Moore, in another interesting ensemble of slacks with a checkered sports coat, has his hands clasped together, resting in the center of his lap. His afro is neatly clipped, gray hairs greased and glistening in the fluorescent lights.

 

“And you would agree that saying he didn’t remember is different from asserting that he had never met the victim, Ms. Nowell, wouldn’t you?”

 

“A misdirect is a misdirect,” Moore says. “It wasn’t the truth.”

 

“Within moments of saying he hadn’t called the victim’s pager, my client made clear that he might have called the number by mistake, didn’t he?”

 

“I don’t remember it that way.”

 

And there’s no one here, besides Jay, to say otherwise.

 

Moore patiently waits for him to land a jab, seemingly enjoying the spectacle. He lifts his russet-colored tie, fiddling with a loose thread along the bottom before returning it to its place, and resting his hands again in his lap.

 

“Mr. Hathorne indicated to you that he was returning a call, didn’t he?”

 

“That’s what he said.”

 

“Which suggests, does it not, that the victim, Ms. Nowell, had previously reached out to Mr.
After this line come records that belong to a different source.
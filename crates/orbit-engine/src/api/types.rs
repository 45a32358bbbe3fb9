use std::fmt;

/// Unique identifier for a sprite in the sandbox.
/// Sprites are tracked by identity: two sprites with identical
/// position, radius and color are still distinct members.
#[derive(Debug, Clone, Copy, PartialEq, Eq, Hash, PartialOrd, Ord)]
pub struct SpriteId(pub u32);

impl fmt::Display for SpriteId {
    fn fmt(&self, f: &mut fmt::Formatter<'_>) -> fmt::Result {
        write!(f, "sprite#{}", self.0)
    }
}

#[cfg(test)]
mod tests {
    use super::*;

    #[test]
    fn display_includes_number() {
        assert_eq!(SpriteId(7).to_string(), "sprite#7");
    }
}
pub mod collection;
pub mod timer;
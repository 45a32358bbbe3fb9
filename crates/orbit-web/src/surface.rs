//! Canvas2D implementation of the engine's `Surface`.

use glam::Vec2;
use orbit_engine::{ImageSource, Paint, Rect, Surface};
use wasm_bindgen::JsCast;
use web_sys::{CanvasRenderingContext2d, HtmlCanvasElement, HtmlImageElement};

use crate::error::BridgeError;

/// A decoded background image.
#[derive(Debug, Clone)]
pub struct CanvasImage(pub HtmlImageElement);

impl ImageSource for CanvasImage {
    fn dimensions(&self) -> (f32, f32) {
        (self.0.natural_width() as f32, self.0.natural_height() as f32)
    }
}

/// `Surface` backed by a `<canvas>` element's 2D context.
pub struct CanvasSurface {
    canvas: HtmlCanvasElement,
    ctx: CanvasRenderingContext2d,
}

impl CanvasSurface {
    /// Look up `<canvas id=...>` and acquire its 2D context.
    pub fn from_canvas_id(id: &str) -> Result<Self, BridgeError> {
        let document = web_sys::window()
            .ok_or(BridgeError::NoWindow)?
            .document()
            .ok_or(BridgeError::NoDocument)?;
        let canvas = document
            .get_element_by_id(id)
            .ok_or_else(|| BridgeError::CanvasNotFound(id.to_string()))?
            .dyn_into::<HtmlCanvasElement>()
            .map_err(|_| BridgeError::NotACanvas(id.to_string()))?;
        Self::from_canvas(canvas)
    }

    pub fn from_canvas(canvas: HtmlCanvasElement) -> Result<Self, BridgeError> {
        let ctx = canvas
            .get_context("2d")?
            .ok_or(BridgeError::NoContext)?
            .dyn_into::<CanvasRenderingContext2d>()
            .map_err(|_| BridgeError::NoContext)?;
        Ok(Self { canvas, ctx })
    }

    fn apply_paint(&self, paint: &Paint) -> Result<(), BridgeError> {
        match paint {
            Paint::Solid(color) => self.ctx.set_fill_style_str(&color.to_string()),
            Paint::Radial(g) => {
                let gradient = self.ctx.create_radial_gradient(
                    g.start.x as f64,
                    g.start.y as f64,
                    g.start_radius as f64,
                    g.end.x as f64,
                    g.end.y as f64,
                    g.end_radius as f64,
                )?;
                for stop in &g.stops {
                    gradient.add_color_stop(stop.offset, &stop.color.to_string())?;
                }
                self.ctx.set_fill_style_canvas_gradient(&gradient);
            }
        }
        Ok(())
    }

    fn try_fill_circle(&self, center: Vec2, radius: f32, paint: &Paint) -> Result<(), BridgeError> {
        self.apply_paint(paint)?;
        self.ctx.begin_path();
        self.ctx.arc(
            center.x as f64,
            center.y as f64,
            radius as f64,
            0.0,
            std::f64::consts::TAU,
        )?;
        self.ctx.fill();
        self.ctx.close_path();
        Ok(())
    }
}

impl Surface for CanvasSurface {
    type Image = CanvasImage;

    fn size(&self) -> (f32, f32) {
        (self.canvas.width() as f32, self.canvas.height() as f32)
    }

    fn clear_rect(&mut self, rect: Rect) {
        self.ctx.clear_rect(
            rect.x as f64,
            rect.y as f64,
            rect.width as f64,
            rect.height as f64,
        );
    }

    fn fill_circle(&mut self, center: Vec2, radius: f32, paint: &Paint) {
        // Canvas rejects negative radii and gradients with a negative end radius;
        // those sprites simply don't show up.
        if let Err(e) = self.try_fill_circle(center, radius, paint) {
            log::trace!("fill_circle skipped: {}", e);
        }
    }

    fn draw_image(&mut self, image: &CanvasImage, dest: Rect) {
        let result = self.ctx.draw_image_with_html_image_element_and_dw_and_dh(
            &image.0,
            dest.x as f64,
            dest.y as f64,
            dest.width as f64,
            dest.height as f64,
        );
        if let Err(e) = result {
            log::warn!("background draw failed: {}", BridgeError::from(e));
        }
    }
}
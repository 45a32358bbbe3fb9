//! Background image decoding.
//!
//! Raw file bytes go into a Blob, the Blob gets an object URL, and an
//! `<img>` element decodes it. The result arrives later on the image's
//! load or error callback, on the same thread as everything else.

use std::cell::RefCell;
use std::rc::Rc;

use wasm_bindgen::prelude::*;
use wasm_bindgen::JsCast;
use web_sys::{Blob, HtmlImageElement, Url};

use crate::error::BridgeError;
use crate::surface::CanvasImage;

type Pending = Rc<RefCell<Option<Box<dyn FnOnce(Result<CanvasImage, BridgeError>)>>>>;

/// Start decoding `bytes`. `on_ready` runs exactly once, with either the
/// decoded image or the reason it failed.
///
/// Errors returned directly mean decoding never started.
pub fn decode_image(
    bytes: &[u8],
    on_ready: impl FnOnce(Result<CanvasImage, BridgeError>) + 'static,
) -> Result<(), BridgeError> {
    if bytes.is_empty() {
        return Err(BridgeError::EmptyImage);
    }

    let array = js_sys::Uint8Array::from(bytes);
    let blob = Blob::new_with_u8_array_sequence(&js_sys::Array::of1(&array))?;
    let url = Url::create_object_url_with_blob(&blob)?;
    let img = HtmlImageElement::new()?;

    let pending: Pending = Rc::new(RefCell::new(Some(Box::new(on_ready))));

    // On load - hand over the decoded element
    let img_clone = img.clone();
    let url_clone = url.clone();
    let pending_clone = pending.clone();
    let on_load = Closure::once(move || {
        finish(&img_clone, &url_clone);
        if let Some(callback) = pending_clone.borrow_mut().take() {
            callback(Ok(CanvasImage(img_clone.clone())));
        }
    });
    img.set_onload(Some(on_load.as_ref().unchecked_ref()));
    on_load.forget();

    // On error - malformed or unsupported file
    let img_clone = img.clone();
    let url_clone = url.clone();
    let on_error = Closure::once(move || {
        finish(&img_clone, &url_clone);
        if let Some(callback) = pending.borrow_mut().take() {
            callback(Err(BridgeError::ImageDecode));
        }
    });
    img.set_onerror(Some(on_error.as_ref().unchecked_ref()));
    on_error.forget();

    img.set_src(&url);
    Ok(())
}

/// Detach handlers and release the object URL once decoding settled.
fn finish(img: &HtmlImageElement, url: &str) {
    img.set_onload(None);
    img.set_onerror(None);
    if let Err(e) = Url::revoke_object_url(url) {
        log::debug!("revoke_object_url failed: {}", BridgeError::from(e));
    }
}
pub mod background;
pub mod interaction;
pub mod render;
pub mod rng;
Hathorne?” Out of the corner of his eye, Jay senses movement behind him, behind Nichols at the state’s table. He turns and sees Maxine Robicheaux leaning forward a little in her seat, a curious look on her face, part surprise and part fret. Had they really not put that together for her? That for Neal to have called Alicia’s pager, she had to have given him the number or left it for him at the campaign office, the number on his card.

 

“I don’t know what their relationship was,” Moore says.

 

“Did you check the phone records for the Hathorne campaign office?”

 

“We declined to get a warrant.”

 

“Why?”

 

“I didn’t think it was pertinent to our investigation.”

 

“You didn’t think it was pertinent to investigate why the victim called the defendant in the days leading up to her death?” He presents it as a given fact, which is what trips Moore up, his eyes going blank, as if they’re scrolling through reams of information about the case in the back of his head. He shifts in his chair.

 

“I, uh, don’t know that she did that.”

 

“You found a number of items in the victim’s purse, didn’t you?”

 

More shifting. “Yes.”

 

“The pager, of course.”

 

The thing with his tie again. “Yes.”

 

“Some cosmetics, a wallet, a little money?”

 

“Yes,” Moore says, glancing past Jay to Nichols. Behind him, Jay can hear the faint squeak of Nichols sitting at the edge of his chair. Jay walks to the clerk’s desk beside the bench, reaching into the evidence box for state’s exhibit no. 37, the BBDP flyer. He walks it to the witness stand, laying it faceup on the banister.

 

“This was also among the victim’s belongings, wasn’t it?”